2025年6月7日に移民税関捜査局(ICE)による大規模な移民取り締まりが開始されてから4日目、カリフォルニア州ロサンゼルスのダウンタウンでは抗議デモが継続した。警察はデモ隊を解散させるため閃光弾を発砲し、ヘリの轟音と車のクラクションが交錯する中、デモ隊は「ICEはロサンゼルスから出て行け」と叫び続けた。警察は実力行使を行い、9日午後10時を過ぎても解散しないデモ隊に対し、ロサンゼルス市警前ではゴム弾発射を威嚇し、実際に発射してデモ隊を散らした。  

 デモ隊は午後の間、連邦機関が入居する庁舎に結集した。これはトランプ大統領が動員した州兵が警戒にあたっていたためである。教師のジョンは、地域社会を守ろうとするデモ参加者を州兵が攻撃することに衝撃を受け、トランプ大統領が書類不備の移民を侵略者と描こうとしているが、本当の侵略者は州兵であると述べた。警察は午後6時ごろ、ゴム弾などの非殺傷弾を発射しながら連邦庁舎広場に入り、デモ隊を追いつめ、対峙は一晩中続いた。

 ICEによる大規模な取り締まりに反対するデモが長期化しているのは、ロサンゼルス市民にとって引けない闘いである。ロサンゼルスは移民が約35%を占め、全国平均の約14%の2.5倍に達する。書類不備の移民も約25~30%いると推定される。そのため、市民権を持つ人でも移民と直接的または間接的に繋がっていることが多い。デモ参加者の中には、10年間地域で働いていた移民が逮捕されたことや、家族に書類不備移民がいるため外出できないと訴える声があった。

 地域経済にも大きな打撃が出ており、多くの店が営業していなかった。社会福祉士のエルナンデスは、リトルトーキョーの日本食店が厨房で働く書類不備移民が出勤できないため休業していると話した。

 トランプ政権はICEの目標を「一日3000人逮捕」に上方修正し、取り締まり範囲は産業団地、飲食店、商店などの職場にまで拡大している。ICEはこの日、カリフォルニア南部全域で大規模な取り締まりを行い、裁判所、図書館、商店など様々な場所で市民を逮捕した。

 ロヨラ・メリーマウント大学の講師であるアマルは、この闘いは米国が「移民の国」なのか「白人の国」なのかを問う、引けない闘いであると述べた。「不法移民」を取り締まると言われているが、実際はそうではなく、合法在留者も無差別に逮捕され、合法的に市民権を得るために裁判所に行った移民も逮捕されており、「肌の色による取り締まりであり、露骨な人種差別」であるとした。

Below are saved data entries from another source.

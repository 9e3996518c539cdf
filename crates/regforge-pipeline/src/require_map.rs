// SPDX-FileCopyrightText: 2026 Regforge Contributors
// SPDX-License-Identifier: MIT OR Apache-2.0

//! Flat require maps: directory listings and merged catalogs.
//!
//! No module is loaded or validated here; each key simply maps to the
//! logical path a consumer should `require`.

use std::path::Path;

use regforge_config::model::RequireMapConfig;
use regforge_core::RegforgeError;
use regforge_plugin::{ListOptions, RequireMap, list_entries};

/// Source-file extensions stripped from require-map keys. Descriptor formats
/// are not included, so `foo.json` keeps its full name.
pub const SOURCE_EXTENSIONS: &[&str] = &["ts", "js", "md"];

/// Map every entry of a require-map directory to `<package>/<raw entry>`.
///
/// Keys are the raw entry names, or the entry names with one of
/// [`SOURCE_EXTENSIONS`] stripped when `strip_extensions` is set.
pub fn directory_require_map(
    config: &RequireMapConfig,
    sort: bool,
) -> Result<RequireMap, RegforgeError> {
    let extensions = if config.strip_extensions {
        SOURCE_EXTENSIONS.iter().map(|s| s.to_string()).collect()
    } else {
        Vec::new()
    };
    let options = ListOptions {
        directories_only: false,
        exclude: config.exclude.clone(),
        extensions,
        sort,
    };

    let mut map = RequireMap::new();
    for entry in list_entries(Path::new(&config.source_dir), &options)? {
        let path = join_module(&config.package, &entry.name);
        if let Some(previous) = map.insert(entry.key.as_str(), path) {
            tracing::warn!(
                key = %entry.key,
                replaced = %previous,
                "duplicate require-map key, later entry replaces earlier one"
            );
        }
    }
    Ok(map)
}

/// Map merged catalog module identifiers to `<package>/<module>`.
pub fn catalog_require_map(modules: &[String], package: &str) -> RequireMap {
    let mut map = RequireMap::new();
    for module in modules {
        map.insert(module.as_str(), join_module(package, module));
    }
    map
}

fn join_module(package: &str, name: &str) -> String {
    format!("{}/{}", package.trim_end_matches('/'), name)
}
// SPDX-FileCopyrightText: 2026 Regforge Contributors
// SPDX-License-Identifier: MIT OR Apache-2.0

//! Build pipeline for the regforge registry generator.
//!
//! The [`Driver`] sequences the catalog require map, the artifact map and
//! its external builder, the liquidations and emissions require maps, and
//! one registry per plugin family, isolating failures at the narrowest
//! scope and returning a [`RunReport`].

pub mod artifact;
pub mod driver;
pub mod report;
pub mod require_map;

pub use driver::{
    BuildOptions, Driver, STEP_ARTIFACT, STEP_CATALOGS, STEP_EMISSIONS, STEP_LIQUIDATIONS,
    normalizer_for, run_build,
};
pub use report::{FamilyReport, FamilyStatus, KeyOutcome, RunReport, StepOutcome, StepReport};
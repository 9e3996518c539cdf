// SPDX-FileCopyrightText: 2026 Regforge Contributors
// SPDX-License-Identifier: MIT OR Apache-2.0

//! Common types shared by the lister, loader, emitter, and pipeline driver.

use serde::{Deserialize, Serialize};
use strum::{Display, EnumString};

/// Extensions stripped from directory entry names by default.
pub const DEFAULT_EXTENSIONS: &[&str] = &["ts", "js", "md", "json", "toml"];

/// Normalized identifier of a plugin within one family.
#[derive(Debug, Clone, PartialEq, Eq, Hash, PartialOrd, Ord, Serialize, Deserialize)]
#[serde(transparent)]
pub struct PluginKey(pub String);

impl PluginKey {
    /// Derive a key from a directory entry name.
    ///
    /// The entry is split on `.`; the last segment is dropped when there is
    /// more than one segment and it is one of `extensions`. `adapter.ts`
    /// becomes `adapter`, `a.b.ts` becomes `a.b`, and `adapter` or
    /// `.gitkeep` stay unchanged.
    pub fn from_entry<S: AsRef<str>>(entry: &str, extensions: &[S]) -> Self {
        let mut segments: Vec<&str> = entry.split('.').collect();
        if segments.len() > 1 {
            let last = segments[segments.len() - 1];
            if extensions.iter().any(|ext| ext.as_ref() == last) {
                segments.pop();
            }
        }
        PluginKey(segments.join("."))
    }

    /// Returns the key as a string slice.
    pub fn as_str(&self) -> &str {
        &self.0
    }
}

impl std::fmt::Display for PluginKey {
    fn fmt(&self, f: &mut std::fmt::Formatter<'_>) -> std::fmt::Result {
        f.write_str(&self.0)
    }
}

impl From<&str> for PluginKey {
    fn from(s: &str) -> Self {
        PluginKey(s.to_string())
    }
}

/// How much work a failure invalidates.
#[derive(Debug, Clone, Copy, PartialEq, Eq, Hash, Display, EnumString)]
#[strum(serialize_all = "lowercase")]
pub enum ErrorScope {
    /// A single plugin key; siblings continue.
    Key,
    /// One family or one require-map pipeline; other pipelines continue.
    Family,
    /// The whole run; already-written files stay in place.
    Run,
}

/// Terminal state of one plugin key within a family build.
#[derive(Debug, Clone, Copy, PartialEq, Eq, Display)]
#[strum(serialize_all = "lowercase")]
pub enum KeyState {
    Pending,
    Succeeded,
    Failed,
}
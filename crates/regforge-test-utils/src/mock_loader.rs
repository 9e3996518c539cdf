// SPDX-FileCopyrightText: 2026 Regforge Contributors
// SPDX-License-Identifier: MIT OR Apache-2.0

//! In-memory module loader for deterministic tests.
//!
//! `MockLoader` serves pre-registered module documents keyed by logical
//! module path and records every request it receives.

use std::cell::RefCell;
use std::collections::HashMap;

use regforge_core::{PluginValue, RegforgeError, ValueMap};
use regforge_plugin::{LoadRequest, ModuleLoader};

enum Canned {
    Module(PluginValue),
    Failure(String),
}

/// A loader backed by a map of module path to module document.
///
/// Unknown module paths fail with `LoadFailure`.
#[derive(Default)]
pub struct MockLoader {
    modules: HashMap<String, Canned>,
    requests: RefCell<Vec<String>>,
}

impl MockLoader {
    pub fn new() -> Self {
        Self::default()
    }

    /// Serve `{"default": export}` for `module_path`.
    pub fn with_export(mut self, module_path: &str, export: PluginValue) -> Self {
        let mut module = ValueMap::new();
        module.insert("default", export);
        self.modules
            .insert(module_path.to_string(), Canned::Module(module.into()));
        self
    }

    /// Serve a whole module document for `module_path`.
    pub fn with_module(mut self, module_path: &str, module: PluginValue) -> Self {
        self.modules
            .insert(module_path.to_string(), Canned::Module(module));
        self
    }

    /// Fail loading `module_path` with `message`.
    pub fn with_failure(mut self, module_path: &str, message: &str) -> Self {
        self.modules
            .insert(module_path.to_string(), Canned::Failure(message.to_string()));
        self
    }

    /// Module paths requested so far, in order.
    pub fn requests(&self) -> Vec<String> {
        self.requests.borrow().clone()
    }
}

impl ModuleLoader for MockLoader {
    fn load(&self, request: &LoadRequest<'_>) -> Result<PluginValue, RegforgeError> {
        self.requests
            .borrow_mut()
            .push(request.module_path.to_string());
        match self.modules.get(request.module_path) {
            Some(Canned::Module(module)) => Ok(module.clone()),
            Some(Canned::Failure(message)) => {
                Err(RegforgeError::load(request.module_path, message.clone()))
            }
            None => Err(RegforgeError::load(
                request.module_path,
                "no module registered",
            )),
        }
    }
}
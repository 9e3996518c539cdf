// SPDX-FileCopyrightText: 2026 Regforge Contributors
// SPDX-License-Identifier: MIT OR Apache-2.0

//! Secondary artifact builder invocation.
//!
//! The builder is an external program; it receives the path of the
//! key-to-path map as its last argument and shares this process's stdio.
//! Only its exit status is inspected.

use std::path::Path;
use std::process::{Command, Stdio};

use regforge_core::RegforgeError;

/// Run `command` with `map_path` appended and wait for it to exit.
pub fn run_artifact_builder(command: &[String], map_path: &Path) -> Result<(), RegforgeError> {
    let rendered = format!("{} {}", command.join(" "), map_path.display());
    let Some((program, args)) = command.split_first() else {
        return Err(RegforgeError::ExternalBuildFailure {
            command: rendered,
            message: "no program configured".to_string(),
            source: None,
        });
    };

    tracing::info!(command = %rendered, "running artifact builder");
    let status = Command::new(program)
        .args(args)
        .arg(map_path)
        .stdin(Stdio::inherit())
        .stdout(Stdio::inherit())
        .stderr(Stdio::inherit())
        .status()
        .map_err(|e| RegforgeError::ExternalBuildFailure {
            command: rendered.clone(),
            message: format!("failed to start: {e}"),
            source: Some(e),
        })?;

    if status.success() {
        tracing::info!(command = %rendered, "artifact builder finished");
        Ok(())
    } else {
        Err(RegforgeError::ExternalBuildFailure {
            command: rendered,
            message: format!("exited with {status}"),
            source: None,
        })
    }
}

#[cfg(all(test, unix))]
mod tests {
    use super::*;

    fn sh(script: &str) -> Vec<String> {
        vec!["sh".to_string(), "-c".to_string(), script.to_string()]
    }

    #[test]
    fn map_path_is_passed_as_last_argument() {
        let tmp = tempfile::tempdir().unwrap();
        let map = tmp.path().join("map.json");
        std::fs::write(&map, "{}").unwrap();
        let marker = tmp.path().join("seen");

        // with `sh -c`, the first extra argument becomes $0
        let script = format!("cp \"$0\" {}", marker.display());
        run_artifact_builder(&sh(&script), &map).unwrap();
        assert_eq!(std::fs::read_to_string(marker).unwrap(), "{}");
    }

    #[test]
    fn non_zero_exit_is_external_build_failure() {
        let tmp = tempfile::tempdir().unwrap();
        let err = run_artifact_builder(&sh("exit 3"), &tmp.path().join("map.json")).unwrap_err();
        match err {
            RegforgeError::ExternalBuildFailure { message, .. } => {
                assert!(message.contains('3'), "unexpected message: {message}");
            }
            other => panic!("expected ExternalBuildFailure, got {other:?}"),
        }
    }

    #[test]
    fn missing_program_is_external_build_failure() {
        let tmp = tempfile::tempdir().unwrap();
        let command = vec!["regforge-definitely-missing-builder".to_string()];
        let err = run_artifact_builder(&command, &tmp.path().join("map.json")).unwrap_err();
        assert!(err.to_string().contains("failed to start"));
    }

    #[test]
    fn empty_command_is_rejected() {
        let tmp = tempfile::tempdir().unwrap();
        let err = run_artifact_builder(&[], &tmp.path().join("map.json")).unwrap_err();
        assert!(err.to_string().contains("no program configured"));
    }
}
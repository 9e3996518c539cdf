// SPDX-FileCopyrightText: 2026 Regforge Contributors
// SPDX-License-Identifier: MIT OR Apache-2.0

//! Callable mocking.
//!
//! Replaces every callable in a value tree with a fixed sentinel string so
//! the tree can be serialized into a static registry.

use regforge_core::PluginValue;

/// Placeholder written in place of every callable.
pub const MOCK_SENTINEL: &str = "_lmtf";

/// Return `value` with every callable replaced by [`MOCK_SENTINEL`].
pub fn mock(mut value: PluginValue) -> PluginValue {
    mock_in_place(&mut value);
    value
}

/// Replace every callable inside `value` with [`MOCK_SENTINEL`], in place.
pub fn mock_in_place(value: &mut PluginValue) {
    match value {
        PluginValue::Callable(_) => *value = PluginValue::String(MOCK_SENTINEL.to_string()),
        PluginValue::List(items) => items.iter_mut().for_each(mock_in_place),
        PluginValue::Map(map) => map.values_mut().for_each(mock_in_place),
        PluginValue::Null | PluginValue::Bool(_) | PluginValue::Number(_) | PluginValue::String(_) => {}
    }
}
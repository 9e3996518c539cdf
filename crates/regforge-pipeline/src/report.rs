// SPDX-FileCopyrightText: 2026 Regforge Contributors
// SPDX-License-Identifier: MIT OR Apache-2.0

//! Outcome of a build run, per family and per auxiliary step.

use std::path::PathBuf;

use regforge_core::{KeyState, PluginKey, RegforgeError};
use strum::Display;

/// Result of loading one plugin entry.
#[derive(Debug)]
pub struct KeyOutcome {
    pub key: PluginKey,
    /// Raw directory entry the key came from.
    pub entry: String,
    pub state: KeyState,
    pub error: Option<RegforgeError>,
}

impl KeyOutcome {
    pub fn pending(key: PluginKey, entry: impl Into<String>) -> Self {
        Self {
            key,
            entry: entry.into(),
            state: KeyState::Pending,
            error: None,
        }
    }

    pub fn succeed(&mut self) {
        self.state = KeyState::Succeeded;
    }

    pub fn fail(&mut self, error: RegforgeError) {
        self.state = KeyState::Failed;
        self.error = Some(error);
    }
}

/// Terminal state of a family build.
#[derive(Debug, Clone, Copy, PartialEq, Eq, Display)]
#[strum(serialize_all = "lowercase")]
pub enum FamilyStatus {
    /// Still processing keys.
    Running,
    /// Every key is terminal and the registry was written.
    Complete,
    /// Listing or writing failed; nothing was written for this family.
    Aborted,
}

/// Report for one plugin family.
#[derive(Debug)]
pub struct FamilyReport {
    pub name: String,
    pub status: FamilyStatus,
    pub outcomes: Vec<KeyOutcome>,
    pub output_path: PathBuf,
    /// Family-scoped failure that aborted the family.
    pub error: Option<RegforgeError>,
}

impl FamilyReport {
    pub fn new(name: impl Into<String>, output_path: PathBuf) -> Self {
        Self {
            name: name.into(),
            status: FamilyStatus::Running,
            outcomes: Vec::new(),
            output_path,
            error: None,
        }
    }

    pub(crate) fn complete(&mut self) {
        self.status = FamilyStatus::Complete;
    }

    pub(crate) fn abort(&mut self, error: RegforgeError) {
        self.status = FamilyStatus::Aborted;
        self.error = Some(error);
    }

    /// Keys that made it into the registry, in listing order.
    pub fn succeeded(&self) -> impl Iterator<Item = &PluginKey> {
        self.outcomes
            .iter()
            .filter(|o| o.state == KeyState::Succeeded)
            .map(|o| &o.key)
    }

    /// Failed keys with their errors.
    pub fn failed(&self) -> impl Iterator<Item = (&PluginKey, &RegforgeError)> {
        self.outcomes
            .iter()
            .filter_map(|o| o.error.as_ref().map(|e| (&o.key, e)))
    }
}

/// Outcome of a require-map, catalog, or artifact step.
#[derive(Debug)]
pub enum StepOutcome {
    /// A file was written with this many entries.
    Written { path: PathBuf, entries: usize },
    /// The step did not run.
    Skipped { reason: String },
    /// The step failed; later steps still ran.
    Failed { error: RegforgeError },
}

/// A named auxiliary step and how it ended.
#[derive(Debug)]
pub struct StepReport {
    pub name: String,
    pub outcome: StepOutcome,
}

/// Everything that happened during one build run.
#[derive(Debug, Default)]
pub struct RunReport {
    pub steps: Vec<StepReport>,
    pub families: Vec<FamilyReport>,
}

impl RunReport {
    pub(crate) fn record_step(&mut self, name: &str, outcome: StepOutcome) {
        self.steps.push(StepReport {
            name: name.to_string(),
            outcome,
        });
    }

    /// Look up a step by name.
    pub fn step(&self, name: &str) -> Option<&StepOutcome> {
        self.steps
            .iter()
            .find(|s| s.name == name)
            .map(|s| &s.outcome)
    }

    /// Look up a family by name.
    pub fn family(&self, name: &str) -> Option<&FamilyReport> {
        self.families.iter().find(|f| f.name == name)
    }

    /// Number of plugin keys that failed across all families.
    pub fn failed_keys(&self) -> usize {
        self.families.iter().map(|f| f.failed().count()).sum()
    }

    /// True when anything failed at any scope.
    pub fn has_failures(&self) -> bool {
        self.failed_keys() > 0
            || self
                .families
                .iter()
                .any(|f| f.status == FamilyStatus::Aborted)
            || self
                .steps
                .iter()
                .any(|s| matches!(s.outcome, StepOutcome::Failed { .. }))
    }
}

 テキサス州ダラスでも数百人がICEに抗して街頭に繰り出し、「大規模追放をやめろ」、「移民は米国を再び偉大にする」などと書かれたプラカードを手にスローガンを叫んだ。一部はメキシコ、パレスチナ、米国の国旗を同時に振って連帯を示した。このデモはロサンゼルスで続く激しいデモへの連帯の意が込められていた。

 トランプ大統領は、ロサンゼルス地域にさらに2000人のカリフォルニア州兵を投入することを国防部に指示するなど、対応を最大限に強化している。これまでにトランプ大統領がロサンゼルスに投入を明らかにした兵力は、海兵隊も含め4700人に上る。

 カリフォルニア州のギャビン・ニューサム知事は、トランプ大統領が混乱を誘発するために米国の地に4000人の兵士を送っていると批判しつつ、トランプ大統領に大義名分を与えないよう、平和的にデモを行うよう繰り返し求めた。知事は、トランプ大統領があおった混乱に乗じて利益を得ようとする扇動家は責任を取るだろうと警告し、住民には互いを守り、落ち着いて安全に行動するよう訴えた。これに先立ち同日午前、国防総省は連邦軍である海兵隊約700人をロサンゼルスに移動させると発表している。州兵の動員に留まらない連邦軍のデモ対応への投入は、重大な段階の上昇と評された。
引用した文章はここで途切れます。